Please return the lines below verbatim, beginning at the one that has "A controller registers" and stopping after the one that has "mod worker;", and add no other lines.
──────── Source data ────────
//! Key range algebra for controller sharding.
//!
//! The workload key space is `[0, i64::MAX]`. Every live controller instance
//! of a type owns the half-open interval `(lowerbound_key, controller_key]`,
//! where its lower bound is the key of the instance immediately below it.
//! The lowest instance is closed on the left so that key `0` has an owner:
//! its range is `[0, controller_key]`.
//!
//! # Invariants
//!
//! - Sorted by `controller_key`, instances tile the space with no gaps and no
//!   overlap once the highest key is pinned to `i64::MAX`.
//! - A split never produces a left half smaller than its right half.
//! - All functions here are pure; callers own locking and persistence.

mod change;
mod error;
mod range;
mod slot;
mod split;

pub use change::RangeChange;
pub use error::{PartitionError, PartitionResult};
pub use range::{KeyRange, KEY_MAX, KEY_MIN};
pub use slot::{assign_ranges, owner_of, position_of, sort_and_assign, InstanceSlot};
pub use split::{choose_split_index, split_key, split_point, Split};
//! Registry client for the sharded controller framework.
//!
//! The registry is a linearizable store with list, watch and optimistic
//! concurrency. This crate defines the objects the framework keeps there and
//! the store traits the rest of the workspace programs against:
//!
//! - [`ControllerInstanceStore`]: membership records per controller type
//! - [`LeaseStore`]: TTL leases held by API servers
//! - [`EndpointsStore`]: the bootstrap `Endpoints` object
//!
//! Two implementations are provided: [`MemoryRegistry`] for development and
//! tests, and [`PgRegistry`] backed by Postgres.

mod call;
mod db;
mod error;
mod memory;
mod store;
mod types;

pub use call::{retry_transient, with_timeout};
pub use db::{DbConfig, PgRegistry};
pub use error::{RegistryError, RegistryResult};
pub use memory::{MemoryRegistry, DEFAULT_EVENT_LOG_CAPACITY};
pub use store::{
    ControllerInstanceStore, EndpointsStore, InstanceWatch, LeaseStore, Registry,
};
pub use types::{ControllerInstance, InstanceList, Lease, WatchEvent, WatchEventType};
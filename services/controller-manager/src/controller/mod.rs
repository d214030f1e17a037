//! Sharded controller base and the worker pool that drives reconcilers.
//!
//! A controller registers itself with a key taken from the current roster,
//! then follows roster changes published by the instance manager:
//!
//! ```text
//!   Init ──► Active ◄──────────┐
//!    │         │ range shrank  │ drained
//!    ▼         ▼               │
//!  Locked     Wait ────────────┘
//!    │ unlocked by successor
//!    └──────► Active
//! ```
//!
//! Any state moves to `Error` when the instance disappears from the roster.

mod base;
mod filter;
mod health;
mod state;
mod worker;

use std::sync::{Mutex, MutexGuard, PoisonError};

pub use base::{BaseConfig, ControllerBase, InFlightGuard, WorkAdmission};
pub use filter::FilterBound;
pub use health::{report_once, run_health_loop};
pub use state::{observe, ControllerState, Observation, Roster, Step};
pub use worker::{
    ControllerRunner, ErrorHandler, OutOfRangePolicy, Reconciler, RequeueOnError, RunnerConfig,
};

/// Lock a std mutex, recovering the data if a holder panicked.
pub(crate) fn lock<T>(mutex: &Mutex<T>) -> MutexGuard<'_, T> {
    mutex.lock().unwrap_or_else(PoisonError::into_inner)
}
────────
──────── Source data ────────
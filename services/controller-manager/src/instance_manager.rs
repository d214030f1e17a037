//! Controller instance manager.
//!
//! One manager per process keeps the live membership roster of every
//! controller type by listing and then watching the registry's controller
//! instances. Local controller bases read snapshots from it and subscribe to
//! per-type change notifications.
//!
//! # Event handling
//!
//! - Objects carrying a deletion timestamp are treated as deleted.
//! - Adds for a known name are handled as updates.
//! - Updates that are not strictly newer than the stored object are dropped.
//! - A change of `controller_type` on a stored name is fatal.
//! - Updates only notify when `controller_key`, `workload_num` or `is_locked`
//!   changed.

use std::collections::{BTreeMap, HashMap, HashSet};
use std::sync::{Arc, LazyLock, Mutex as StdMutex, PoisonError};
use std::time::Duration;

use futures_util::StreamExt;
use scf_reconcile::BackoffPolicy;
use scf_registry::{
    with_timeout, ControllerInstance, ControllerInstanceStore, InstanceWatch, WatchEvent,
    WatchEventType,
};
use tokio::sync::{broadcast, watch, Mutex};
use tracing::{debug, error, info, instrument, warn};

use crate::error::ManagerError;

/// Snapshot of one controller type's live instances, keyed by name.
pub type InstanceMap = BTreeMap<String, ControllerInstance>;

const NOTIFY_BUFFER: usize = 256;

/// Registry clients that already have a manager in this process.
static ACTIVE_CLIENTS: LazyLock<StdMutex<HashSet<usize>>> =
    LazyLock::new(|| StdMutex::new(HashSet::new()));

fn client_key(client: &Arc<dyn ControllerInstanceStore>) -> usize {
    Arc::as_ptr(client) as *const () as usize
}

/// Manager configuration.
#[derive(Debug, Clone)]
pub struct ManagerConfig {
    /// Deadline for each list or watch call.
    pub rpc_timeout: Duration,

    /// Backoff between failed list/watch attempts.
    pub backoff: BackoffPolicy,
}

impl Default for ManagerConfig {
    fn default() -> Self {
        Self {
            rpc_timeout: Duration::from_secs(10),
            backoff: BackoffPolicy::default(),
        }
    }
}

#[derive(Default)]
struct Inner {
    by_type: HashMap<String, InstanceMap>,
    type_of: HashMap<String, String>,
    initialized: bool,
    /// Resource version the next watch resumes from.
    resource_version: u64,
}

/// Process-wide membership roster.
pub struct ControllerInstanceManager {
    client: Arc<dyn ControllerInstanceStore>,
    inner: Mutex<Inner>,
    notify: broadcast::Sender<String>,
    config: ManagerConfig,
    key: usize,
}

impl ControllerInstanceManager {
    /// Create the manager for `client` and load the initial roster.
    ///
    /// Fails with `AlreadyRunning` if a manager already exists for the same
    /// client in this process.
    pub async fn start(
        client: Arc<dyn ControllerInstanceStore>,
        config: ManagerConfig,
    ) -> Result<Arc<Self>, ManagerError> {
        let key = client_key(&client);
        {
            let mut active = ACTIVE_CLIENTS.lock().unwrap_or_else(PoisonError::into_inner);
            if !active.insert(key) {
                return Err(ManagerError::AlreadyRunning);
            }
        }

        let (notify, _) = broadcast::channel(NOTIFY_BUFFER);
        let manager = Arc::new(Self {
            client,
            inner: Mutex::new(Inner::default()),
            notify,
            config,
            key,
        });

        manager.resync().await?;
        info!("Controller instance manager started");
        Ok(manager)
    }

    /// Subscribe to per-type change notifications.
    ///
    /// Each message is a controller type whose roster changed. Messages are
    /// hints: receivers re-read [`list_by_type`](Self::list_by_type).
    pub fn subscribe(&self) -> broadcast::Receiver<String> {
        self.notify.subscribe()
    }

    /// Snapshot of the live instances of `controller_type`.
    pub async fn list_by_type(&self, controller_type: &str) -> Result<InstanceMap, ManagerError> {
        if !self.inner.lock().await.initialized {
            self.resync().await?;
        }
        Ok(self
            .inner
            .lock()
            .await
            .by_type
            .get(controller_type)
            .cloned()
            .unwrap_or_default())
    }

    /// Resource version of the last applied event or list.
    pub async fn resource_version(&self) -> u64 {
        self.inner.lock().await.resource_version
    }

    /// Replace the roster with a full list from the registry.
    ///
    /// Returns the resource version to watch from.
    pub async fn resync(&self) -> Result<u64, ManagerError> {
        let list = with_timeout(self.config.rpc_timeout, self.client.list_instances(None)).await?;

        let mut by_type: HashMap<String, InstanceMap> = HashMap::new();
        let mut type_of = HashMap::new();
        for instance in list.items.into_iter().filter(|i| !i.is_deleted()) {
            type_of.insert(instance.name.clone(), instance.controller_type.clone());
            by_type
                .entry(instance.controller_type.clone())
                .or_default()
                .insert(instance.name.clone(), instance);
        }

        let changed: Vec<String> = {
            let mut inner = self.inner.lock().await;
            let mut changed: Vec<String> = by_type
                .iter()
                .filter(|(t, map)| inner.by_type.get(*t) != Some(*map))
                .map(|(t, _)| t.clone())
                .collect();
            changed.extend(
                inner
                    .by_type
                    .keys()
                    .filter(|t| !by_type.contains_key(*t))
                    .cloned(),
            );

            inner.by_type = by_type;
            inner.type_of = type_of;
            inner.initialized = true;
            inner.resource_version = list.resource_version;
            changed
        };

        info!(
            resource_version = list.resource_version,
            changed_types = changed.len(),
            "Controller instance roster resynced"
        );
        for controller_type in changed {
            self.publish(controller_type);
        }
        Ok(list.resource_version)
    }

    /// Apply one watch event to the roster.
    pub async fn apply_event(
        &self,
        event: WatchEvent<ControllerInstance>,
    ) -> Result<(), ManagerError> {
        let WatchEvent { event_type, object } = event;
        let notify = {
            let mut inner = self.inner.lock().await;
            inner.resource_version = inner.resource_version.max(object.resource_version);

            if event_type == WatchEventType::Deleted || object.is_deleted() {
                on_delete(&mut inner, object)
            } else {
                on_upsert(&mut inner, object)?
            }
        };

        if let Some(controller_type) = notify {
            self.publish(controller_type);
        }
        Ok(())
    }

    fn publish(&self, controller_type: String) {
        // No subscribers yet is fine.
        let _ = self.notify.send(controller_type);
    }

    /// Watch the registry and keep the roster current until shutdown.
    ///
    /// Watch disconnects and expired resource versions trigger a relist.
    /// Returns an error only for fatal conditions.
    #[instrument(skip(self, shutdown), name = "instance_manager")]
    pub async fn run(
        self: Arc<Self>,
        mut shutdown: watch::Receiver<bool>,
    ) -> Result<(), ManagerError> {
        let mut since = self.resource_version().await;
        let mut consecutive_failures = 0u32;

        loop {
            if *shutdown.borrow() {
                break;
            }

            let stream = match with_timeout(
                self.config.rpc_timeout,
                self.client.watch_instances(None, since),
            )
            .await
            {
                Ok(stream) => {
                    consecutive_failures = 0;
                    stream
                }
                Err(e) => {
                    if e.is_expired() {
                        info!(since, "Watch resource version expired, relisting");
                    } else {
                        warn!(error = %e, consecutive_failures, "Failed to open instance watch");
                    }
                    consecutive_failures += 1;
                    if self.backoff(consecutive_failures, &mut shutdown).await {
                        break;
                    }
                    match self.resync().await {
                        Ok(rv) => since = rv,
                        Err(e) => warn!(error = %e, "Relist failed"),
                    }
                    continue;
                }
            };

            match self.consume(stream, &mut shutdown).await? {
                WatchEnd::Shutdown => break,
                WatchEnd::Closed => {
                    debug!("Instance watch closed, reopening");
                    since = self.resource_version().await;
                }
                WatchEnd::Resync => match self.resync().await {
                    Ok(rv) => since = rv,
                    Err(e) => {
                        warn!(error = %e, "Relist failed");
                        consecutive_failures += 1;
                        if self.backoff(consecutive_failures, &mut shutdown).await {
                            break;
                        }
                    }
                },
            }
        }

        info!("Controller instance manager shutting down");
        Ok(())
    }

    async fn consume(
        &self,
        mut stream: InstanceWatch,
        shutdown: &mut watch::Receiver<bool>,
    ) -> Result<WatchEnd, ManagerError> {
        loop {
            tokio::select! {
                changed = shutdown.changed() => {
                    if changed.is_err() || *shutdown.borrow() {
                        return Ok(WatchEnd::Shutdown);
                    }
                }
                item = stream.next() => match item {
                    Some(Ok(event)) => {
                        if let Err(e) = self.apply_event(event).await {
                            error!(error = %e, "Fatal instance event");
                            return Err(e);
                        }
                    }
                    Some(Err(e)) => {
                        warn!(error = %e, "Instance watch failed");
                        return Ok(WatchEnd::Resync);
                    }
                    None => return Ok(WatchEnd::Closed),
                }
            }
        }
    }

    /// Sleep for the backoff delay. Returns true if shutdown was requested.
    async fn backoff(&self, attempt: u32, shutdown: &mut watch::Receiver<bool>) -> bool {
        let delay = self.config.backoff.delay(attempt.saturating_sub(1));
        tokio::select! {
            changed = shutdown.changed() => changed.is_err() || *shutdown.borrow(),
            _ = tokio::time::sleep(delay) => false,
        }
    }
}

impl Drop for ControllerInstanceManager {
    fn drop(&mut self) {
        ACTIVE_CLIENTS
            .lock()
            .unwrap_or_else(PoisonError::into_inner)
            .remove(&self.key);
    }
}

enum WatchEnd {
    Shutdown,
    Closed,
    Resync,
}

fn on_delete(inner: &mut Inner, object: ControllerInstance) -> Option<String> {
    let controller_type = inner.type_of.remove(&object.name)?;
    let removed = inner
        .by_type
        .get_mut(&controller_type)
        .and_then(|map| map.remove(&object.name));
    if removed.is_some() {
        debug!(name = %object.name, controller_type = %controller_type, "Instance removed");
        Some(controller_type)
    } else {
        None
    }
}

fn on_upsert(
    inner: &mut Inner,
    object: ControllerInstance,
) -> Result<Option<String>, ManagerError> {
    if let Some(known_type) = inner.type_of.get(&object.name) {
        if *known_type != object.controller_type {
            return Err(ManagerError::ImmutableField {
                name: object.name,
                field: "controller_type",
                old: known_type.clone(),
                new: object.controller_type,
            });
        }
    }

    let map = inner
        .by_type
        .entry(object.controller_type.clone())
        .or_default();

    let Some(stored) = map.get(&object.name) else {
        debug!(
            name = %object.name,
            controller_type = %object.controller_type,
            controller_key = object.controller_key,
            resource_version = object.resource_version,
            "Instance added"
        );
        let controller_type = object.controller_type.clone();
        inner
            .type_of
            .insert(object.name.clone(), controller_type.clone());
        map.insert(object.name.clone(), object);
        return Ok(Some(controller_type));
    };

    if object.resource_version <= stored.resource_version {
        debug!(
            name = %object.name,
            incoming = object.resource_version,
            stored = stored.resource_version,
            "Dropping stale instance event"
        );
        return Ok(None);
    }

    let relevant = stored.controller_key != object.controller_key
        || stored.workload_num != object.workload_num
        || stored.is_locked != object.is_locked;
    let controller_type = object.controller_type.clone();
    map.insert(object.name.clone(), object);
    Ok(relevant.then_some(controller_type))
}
────────
> Expected answer:
//! A controller registers itself with a key taken from the current roster,
//! then follows roster changes published by the instance manager:
//!
//! ```text
//!   Init ──► Active ◄──────────┐
//!    │         │ range shrank  │ drained
//!    ▼         ▼               │
//!  Locked     Wait ────────────┘
//!    │ unlocked by successor
//!    └──────► Active
//! ```
//!
//! Any state moves to `Error` when the instance disappears from the roster.

mod base;
mod filter;
mod health;
mod state;
mod worker;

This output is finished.